A ses yeux, le déluge évoqué par la Bible avait été un châtiment de Dieu pour punir les premiers abatardissements.
Jahn était un professeur de gymnastique dont le nom est à retenir parce qu'il est à l'origine d'une "caporalisation des mouvements de jeunesse" , notamment des mouvements étudiants (dixit Poliakov). Sa phobie de tout ce qui était non-germain allait jusqu'à vouloir expurger tous les mots allemands d'origine étrangère, de même que l'art et la littérature devaient être expurgés de tout apport étranger. Tous les actes importants de la vie des Allemands devaient être accomplis en costumes folkloriques allemands lol . Selon une vieille tradition germanique :?: :?: les femmes allemandes devaient s'habiller en costume traditionnel (Volkstrache): vert pour les fillettes, rouge pour les vierges, bleu pour les épouses, brun pour les matrones et orange pour les prostituées.

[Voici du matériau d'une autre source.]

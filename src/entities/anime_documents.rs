use sea_orm::entity::prelude::*;

/// One catalog document. Nested structures are stored as JSON text.
#[derive(Clone, Debug, PartialEq, DeriveEntityModel)]
#[sea_orm(table_name = "anime_documents")]
pub struct Model {
    #[sea_orm(primary_key, auto_increment = false)]
    pub anime_id: i64,
    pub session: Option<String>,
    pub title: String,
    #[sea_orm(column_type = "Text")]
    pub alternative_titles: String,
    #[sea_orm(column_type = "Text")]
    pub synopsis: String,
    pub poster: String,
    pub media_type: String,
    pub score: f64,
    pub status: String,
    #[sea_orm(column_type = "Text")]
    pub genres: String,
    #[sea_orm(column_type = "Text")]
    pub studios: String,
    #[sea_orm(column_type = "Text", nullable)]
    pub start_season: Option<String>,
    pub start_date: String,
    pub end_date: String,
    pub episode_count: i64,
    pub current_episode_count: i64,
    #[sea_orm(column_type = "Text", nullable)]
    pub broadcast: Option<String>,
    pub duration: i64,
    pub rating: String,
    #[sea_orm(column_type = "Text")]
    pub episodes: String,
    #[sea_orm(column_type = "Text")]
    pub recommendations: String,
    #[sea_orm(column_type = "Text")]
    pub related_anime: String,
    pub use_api: bool,
    pub created_at: String,
    pub updated_at: String,
}

#[derive(Copy, Clone, Debug, EnumIter, DeriveRelation)]
pub enum Relation {}

impl ActiveModelBehavior for ActiveModel {}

Ces excentricités diverses ne l'ont pas empêché de développer des mouvements de jeunesse où étaient pratiqués les sports, les activités de plein air et la vie naturelle et qui comptaient des milliers d'adhérents. Dans ce sens, on peut dire que lui et sa philosophie ont été une influence puissante sur les mouvements de jeunesse hitlériens. Il semble aussi avoir été un précurseur de l'écologie et des mouvements pro-animaux: comme Hitler, il était passionné par les animaux , et végétarien.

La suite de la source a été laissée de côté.